Rheinische Post - Wesel/Dinslaken
Der heimliche Restaurantbesuch
Immer wieder bedienen Bistros und Cafés in Frankreich ihre Gäste am Tisch, obwohl das wegen der Corona-pandemie verboten ist. Der Staat droht mit mehr Kontrollen und härteren Strafen.
PARIS Angefangen hat alles mit einem Kaffee in der Mittagspause. „Du kannst dich doch schnell hinsetzen, um den Kaffee zu trinken“, schlug der Wirt vor. Neben dem Tresen, wo er die abgepackten Essen zum Abholen verkaufte, standen kleine Bistrotische und waren von der Straße aus nicht zu sehen. Laut Corona-verordnung ist das natürlich verboten, aber es war ja nur kurz; und ein entspanntes Schwätzchen in diesen einsamen Zeiten konnte nicht schaden. An den anderen Tischchen saß bereits eine Handvoll Gäste, alles Stammkunden, die dem kleinen Bistro in einem schicken Pariser Arrondissement auch in Zeiten der Pandemie die Treue hielten.

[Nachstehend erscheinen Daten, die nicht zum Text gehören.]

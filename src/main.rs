use clap::Parser;
use parley::cli::{
    cache, chat, documents, handle_completions, handle_config_init, handle_config_show, health,
    load_config, CacheCommands, Cli, Commands, ConfigCommands, ConnectionArgs, DocumentsCommands,
};
use parley::config::ParleyConfig;

/// Load configuration and start logging for a command that talks to the service.
fn prepare(args: &ConnectionArgs) -> Result<ParleyConfig, Box<dyn std::error::Error>> {
    let config = load_config(args)?;
    if let Err(e) = parley::logging::init_tracing(&config.logging) {
        eprintln!("Warning: Failed to initialize logging: {}", e);
    }
    Ok(config)
}

#[tokio::main]
async fn main() {
    let cli = Cli::parse();

    let result = match cli.command {
        Commands::Health(args) => match prepare(&args.connection) {
            Ok(config) => health::handle_health(&args, &config).await,
            Err(e) => Err(e),
        },
        Commands::Chat(args) => match prepare(&args.connection) {
            Ok(config) => chat::handle_chat(&args, &config).await,
            Err(e) => Err(e),
        },
        Commands::Cache(cmd) => match cmd {
            CacheCommands::Stats(args) => match prepare(&args.connection) {
                Ok(config) => cache::handle_cache_stats(&args, &config).await,
                Err(e) => Err(e),
            },
            CacheCommands::Clear(args) => match prepare(&args.connection) {
                Ok(config) => cache::handle_cache_clear(&args, &config).await,
                Err(e) => Err(e),
            },
            CacheCommands::Cleanup(args) => match prepare(&args.connection) {
                Ok(config) => cache::handle_cache_cleanup(&args, &config).await,
                Err(e) => Err(e),
            },
            CacheCommands::VectorInfo(args) => match prepare(&args.connection) {
                Ok(config) => cache::handle_vector_info(&args, &config).await,
                Err(e) => Err(e),
            },
        },
        Commands::Documents(cmd) => match cmd {
            DocumentsCommands::Load(args) => match prepare(&args.connection) {
                Ok(config) => documents::handle_load(&args, &config).await,
                Err(e) => Err(e),
            },
        },
        Commands::Config(config_cmd) => match config_cmd {
            ConfigCommands::Init(args) => handle_config_init(&args),
            ConfigCommands::Show(args) => handle_config_show(&args),
        },
        Commands::Completions(args) => {
            handle_completions(&args);
            Ok(String::new())
        }
    };

    match result {
        Ok(output) => {
            if !output.is_empty() {
                println!("{}", output);
            }
        }
        Err(e) => {
            eprintln!("Error: {}", e);
            std::process::exit(1);
        }
    }
}
//! Parley - client library and terminal front end for a retrieval-augmented chat service
//!
//! The [`client`] module talks to the service, [`format`] renders and validates
//! message text, and [`chat`] keeps the conversation state. The remaining
//! modules support the `parley` binary.

pub mod auth;
pub mod chat;
pub mod cli;
pub mod client;
pub mod config;
pub mod format;
pub mod logging;
pub mod storage;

Einige Wochen später waren die Bistrotische am Mittag mit weißen Tischdecken überzogen. Es sei doch egal, ob man das Sandwich nun vor dem Lokal im Stehen isst oder hier sitzt, erklärte der Wirt – natürlich sei alles coronakonform und mit dem nötigen Abstand. Doch auch dabei sollte es nicht bleiben. Schon Mitte Januar werkelte plötzlich auch wieder der Koch in der Küche, brutzelte am Herd Burger und dekorierte Salatschüsseln. Der Laden ist um die Mittagszeit herum gut besucht, niemand regte sich auf – im Gegenteil. Die Kunden, die sich in ihrer Pause ein Sandwich auf die Hand holten, schienen froh über dieses kleine Stück Normalität.
Wegen des Profits mache er das nicht, sagt der Wirt, es sei eher eine Art Beschäftigungstherapie. Für die paar Essen sei er den ganzen Morgen unterwegs, und zudem könne er nun seinen seit Monaten arbeitslosen Koch wieder anstellen und bezahlen.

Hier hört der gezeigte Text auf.